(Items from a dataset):
━━━━━━━━━━━━━━━━━━━━━━━━━━━━━━

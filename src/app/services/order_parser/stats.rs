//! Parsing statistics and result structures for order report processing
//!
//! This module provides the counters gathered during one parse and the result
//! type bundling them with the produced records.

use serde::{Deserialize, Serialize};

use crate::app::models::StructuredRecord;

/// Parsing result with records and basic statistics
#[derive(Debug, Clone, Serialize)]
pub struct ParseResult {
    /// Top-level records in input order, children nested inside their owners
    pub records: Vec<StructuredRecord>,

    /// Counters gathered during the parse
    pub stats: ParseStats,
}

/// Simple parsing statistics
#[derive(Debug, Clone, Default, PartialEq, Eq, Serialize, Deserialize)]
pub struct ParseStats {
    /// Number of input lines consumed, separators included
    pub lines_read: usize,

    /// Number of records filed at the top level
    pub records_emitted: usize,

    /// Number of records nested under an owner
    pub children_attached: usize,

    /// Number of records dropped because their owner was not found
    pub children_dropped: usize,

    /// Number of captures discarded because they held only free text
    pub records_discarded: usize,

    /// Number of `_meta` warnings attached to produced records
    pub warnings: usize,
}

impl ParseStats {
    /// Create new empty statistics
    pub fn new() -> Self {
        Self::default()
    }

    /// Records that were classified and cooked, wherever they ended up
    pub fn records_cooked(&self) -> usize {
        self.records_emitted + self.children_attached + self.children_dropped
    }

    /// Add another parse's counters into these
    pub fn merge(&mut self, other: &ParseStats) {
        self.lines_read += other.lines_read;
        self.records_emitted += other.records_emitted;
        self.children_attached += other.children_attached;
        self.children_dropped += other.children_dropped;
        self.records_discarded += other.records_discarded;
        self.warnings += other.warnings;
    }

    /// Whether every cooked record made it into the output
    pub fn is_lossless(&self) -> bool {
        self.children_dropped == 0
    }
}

━━━━━━━━━━━━━━━━━━━━━━━━━━━━━━

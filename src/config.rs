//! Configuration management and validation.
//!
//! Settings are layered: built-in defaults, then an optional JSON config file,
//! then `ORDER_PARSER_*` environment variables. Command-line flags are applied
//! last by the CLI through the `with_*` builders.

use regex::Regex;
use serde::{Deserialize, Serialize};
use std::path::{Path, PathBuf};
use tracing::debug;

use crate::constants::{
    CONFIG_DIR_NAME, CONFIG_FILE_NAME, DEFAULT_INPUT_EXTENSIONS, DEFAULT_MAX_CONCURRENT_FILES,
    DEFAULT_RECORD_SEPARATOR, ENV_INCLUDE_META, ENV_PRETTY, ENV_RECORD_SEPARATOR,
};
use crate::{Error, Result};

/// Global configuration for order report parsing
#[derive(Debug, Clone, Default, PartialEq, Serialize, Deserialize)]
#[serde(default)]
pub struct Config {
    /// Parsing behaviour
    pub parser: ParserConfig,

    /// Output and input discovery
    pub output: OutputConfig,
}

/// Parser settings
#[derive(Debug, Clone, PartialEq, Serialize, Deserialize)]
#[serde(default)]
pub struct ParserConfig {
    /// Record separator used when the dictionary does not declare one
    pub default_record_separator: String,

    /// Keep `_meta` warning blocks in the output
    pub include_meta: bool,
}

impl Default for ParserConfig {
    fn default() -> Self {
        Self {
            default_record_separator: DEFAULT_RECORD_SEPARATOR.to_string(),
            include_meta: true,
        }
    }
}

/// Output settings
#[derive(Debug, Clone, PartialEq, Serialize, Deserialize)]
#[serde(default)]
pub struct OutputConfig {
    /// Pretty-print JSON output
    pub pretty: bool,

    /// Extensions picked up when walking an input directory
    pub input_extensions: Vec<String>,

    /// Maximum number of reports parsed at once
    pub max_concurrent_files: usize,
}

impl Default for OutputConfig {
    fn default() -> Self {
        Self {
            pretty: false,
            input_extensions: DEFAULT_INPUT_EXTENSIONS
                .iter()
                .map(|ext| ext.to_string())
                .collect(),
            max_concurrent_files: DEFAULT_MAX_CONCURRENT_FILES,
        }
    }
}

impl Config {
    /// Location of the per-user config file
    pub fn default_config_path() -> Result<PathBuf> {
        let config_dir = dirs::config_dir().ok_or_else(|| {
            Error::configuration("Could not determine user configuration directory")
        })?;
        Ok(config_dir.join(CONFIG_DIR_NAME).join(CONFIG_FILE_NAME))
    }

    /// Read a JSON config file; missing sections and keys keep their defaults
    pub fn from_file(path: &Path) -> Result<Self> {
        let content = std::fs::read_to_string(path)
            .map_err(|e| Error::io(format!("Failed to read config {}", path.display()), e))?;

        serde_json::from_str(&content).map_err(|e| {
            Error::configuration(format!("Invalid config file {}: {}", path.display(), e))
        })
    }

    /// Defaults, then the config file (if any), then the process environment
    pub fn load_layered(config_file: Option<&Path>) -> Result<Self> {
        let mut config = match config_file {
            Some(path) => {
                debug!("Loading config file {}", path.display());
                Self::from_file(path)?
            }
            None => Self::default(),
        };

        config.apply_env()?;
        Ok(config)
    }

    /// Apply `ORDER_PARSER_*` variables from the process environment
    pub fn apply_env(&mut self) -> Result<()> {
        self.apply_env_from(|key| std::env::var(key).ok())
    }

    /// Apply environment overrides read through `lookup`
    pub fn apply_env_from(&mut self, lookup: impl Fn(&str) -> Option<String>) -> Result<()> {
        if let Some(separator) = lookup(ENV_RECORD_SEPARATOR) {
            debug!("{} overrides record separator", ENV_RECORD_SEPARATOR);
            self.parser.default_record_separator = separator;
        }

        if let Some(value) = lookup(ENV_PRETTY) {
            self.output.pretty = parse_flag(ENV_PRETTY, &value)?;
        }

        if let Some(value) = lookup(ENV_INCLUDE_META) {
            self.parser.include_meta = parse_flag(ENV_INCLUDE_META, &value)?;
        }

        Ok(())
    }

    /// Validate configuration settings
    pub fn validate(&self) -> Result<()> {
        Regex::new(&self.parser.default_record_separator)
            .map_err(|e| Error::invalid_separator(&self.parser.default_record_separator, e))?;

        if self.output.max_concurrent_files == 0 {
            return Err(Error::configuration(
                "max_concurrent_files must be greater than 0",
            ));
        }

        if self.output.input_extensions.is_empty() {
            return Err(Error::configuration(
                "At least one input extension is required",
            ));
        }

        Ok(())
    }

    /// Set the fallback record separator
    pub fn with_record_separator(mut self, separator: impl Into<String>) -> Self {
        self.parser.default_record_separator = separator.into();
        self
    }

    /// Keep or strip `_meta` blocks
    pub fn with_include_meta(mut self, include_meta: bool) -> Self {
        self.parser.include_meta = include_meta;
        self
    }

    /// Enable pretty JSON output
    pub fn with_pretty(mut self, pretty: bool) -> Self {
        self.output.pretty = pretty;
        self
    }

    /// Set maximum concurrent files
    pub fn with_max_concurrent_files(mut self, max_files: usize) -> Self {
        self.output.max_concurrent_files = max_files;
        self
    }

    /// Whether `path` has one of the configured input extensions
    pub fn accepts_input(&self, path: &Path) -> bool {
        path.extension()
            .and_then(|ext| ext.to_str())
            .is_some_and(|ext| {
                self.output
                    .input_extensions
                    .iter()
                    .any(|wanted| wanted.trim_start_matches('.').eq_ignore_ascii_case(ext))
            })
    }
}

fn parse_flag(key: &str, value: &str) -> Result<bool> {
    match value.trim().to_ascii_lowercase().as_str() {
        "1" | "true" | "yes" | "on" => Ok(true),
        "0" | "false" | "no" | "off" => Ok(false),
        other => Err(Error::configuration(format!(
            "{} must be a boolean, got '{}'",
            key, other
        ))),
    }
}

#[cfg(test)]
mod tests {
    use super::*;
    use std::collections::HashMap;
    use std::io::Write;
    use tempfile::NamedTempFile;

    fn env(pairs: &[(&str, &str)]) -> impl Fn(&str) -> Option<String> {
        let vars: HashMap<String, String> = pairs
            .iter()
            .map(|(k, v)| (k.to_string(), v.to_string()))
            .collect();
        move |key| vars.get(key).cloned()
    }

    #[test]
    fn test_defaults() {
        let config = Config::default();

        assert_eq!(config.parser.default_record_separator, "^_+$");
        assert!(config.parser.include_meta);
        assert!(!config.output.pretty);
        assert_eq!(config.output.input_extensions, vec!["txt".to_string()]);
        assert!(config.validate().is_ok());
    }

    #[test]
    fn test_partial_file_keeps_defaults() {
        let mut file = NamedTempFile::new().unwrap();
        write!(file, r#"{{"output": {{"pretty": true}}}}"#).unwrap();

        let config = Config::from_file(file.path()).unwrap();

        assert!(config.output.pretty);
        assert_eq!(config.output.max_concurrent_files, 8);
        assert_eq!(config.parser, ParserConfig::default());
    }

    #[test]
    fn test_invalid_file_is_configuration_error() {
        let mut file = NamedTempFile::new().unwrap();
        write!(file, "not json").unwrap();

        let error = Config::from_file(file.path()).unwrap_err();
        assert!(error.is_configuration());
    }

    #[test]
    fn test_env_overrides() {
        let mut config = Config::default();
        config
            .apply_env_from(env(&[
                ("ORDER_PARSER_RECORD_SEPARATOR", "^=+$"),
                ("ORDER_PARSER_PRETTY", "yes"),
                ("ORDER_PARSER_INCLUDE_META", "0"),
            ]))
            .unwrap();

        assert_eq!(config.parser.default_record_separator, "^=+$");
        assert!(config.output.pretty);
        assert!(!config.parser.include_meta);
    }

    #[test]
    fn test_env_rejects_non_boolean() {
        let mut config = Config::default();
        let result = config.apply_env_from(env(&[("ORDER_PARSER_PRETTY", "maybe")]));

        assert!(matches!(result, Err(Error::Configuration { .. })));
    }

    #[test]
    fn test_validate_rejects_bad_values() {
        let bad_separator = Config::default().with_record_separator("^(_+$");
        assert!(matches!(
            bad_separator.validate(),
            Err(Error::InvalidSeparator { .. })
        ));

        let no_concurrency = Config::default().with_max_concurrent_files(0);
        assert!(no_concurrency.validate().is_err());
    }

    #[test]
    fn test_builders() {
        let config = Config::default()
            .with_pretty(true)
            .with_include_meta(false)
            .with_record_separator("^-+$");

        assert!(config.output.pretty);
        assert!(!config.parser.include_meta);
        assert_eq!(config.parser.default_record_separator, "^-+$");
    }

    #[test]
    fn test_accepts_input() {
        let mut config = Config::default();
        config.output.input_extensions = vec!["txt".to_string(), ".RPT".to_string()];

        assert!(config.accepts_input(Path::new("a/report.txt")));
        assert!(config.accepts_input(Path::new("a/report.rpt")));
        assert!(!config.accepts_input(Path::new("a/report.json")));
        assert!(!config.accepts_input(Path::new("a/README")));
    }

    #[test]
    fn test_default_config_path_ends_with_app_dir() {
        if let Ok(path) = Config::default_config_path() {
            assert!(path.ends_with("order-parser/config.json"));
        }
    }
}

━━━━━━━━━━━━━━━━━━━━━━━━━━━━━━

Reproduce only the lines above, starting at the line with "PartialEq, Eq, Serialize, Deserialize)]" and ending at the line with "self.records_emitted += other.records_emitted;", exactly as written.

#[derive(Debug, Clone, Default, PartialEq, Eq, Serialize, Deserialize)]
pub struct ParseStats {
    /// Number of input lines consumed, separators included
    pub lines_read: usize,

    /// Number of records filed at the top level
    pub records_emitted: usize,

    /// Number of records nested under an owner
    pub children_attached: usize,

    /// Number of records dropped because their owner was not found
    pub children_dropped: usize,

    /// Number of captures discarded because they held only free text
    pub records_discarded: usize,

    /// Number of `_meta` warnings attached to produced records
    pub warnings: usize,
}

impl ParseStats {
    /// Create new empty statistics
    pub fn new() -> Self {
        Self::default()
    }

    /// Records that were classified and cooked, wherever they ended up
    pub fn records_cooked(&self) -> usize {
        self.records_emitted + self.children_attached + self.children_dropped
    }

    /// Add another parse's counters into these
    pub fn merge(&mut self, other: &ParseStats) {
        self.lines_read += other.lines_read;
        self.records_emitted += other.records_emitted;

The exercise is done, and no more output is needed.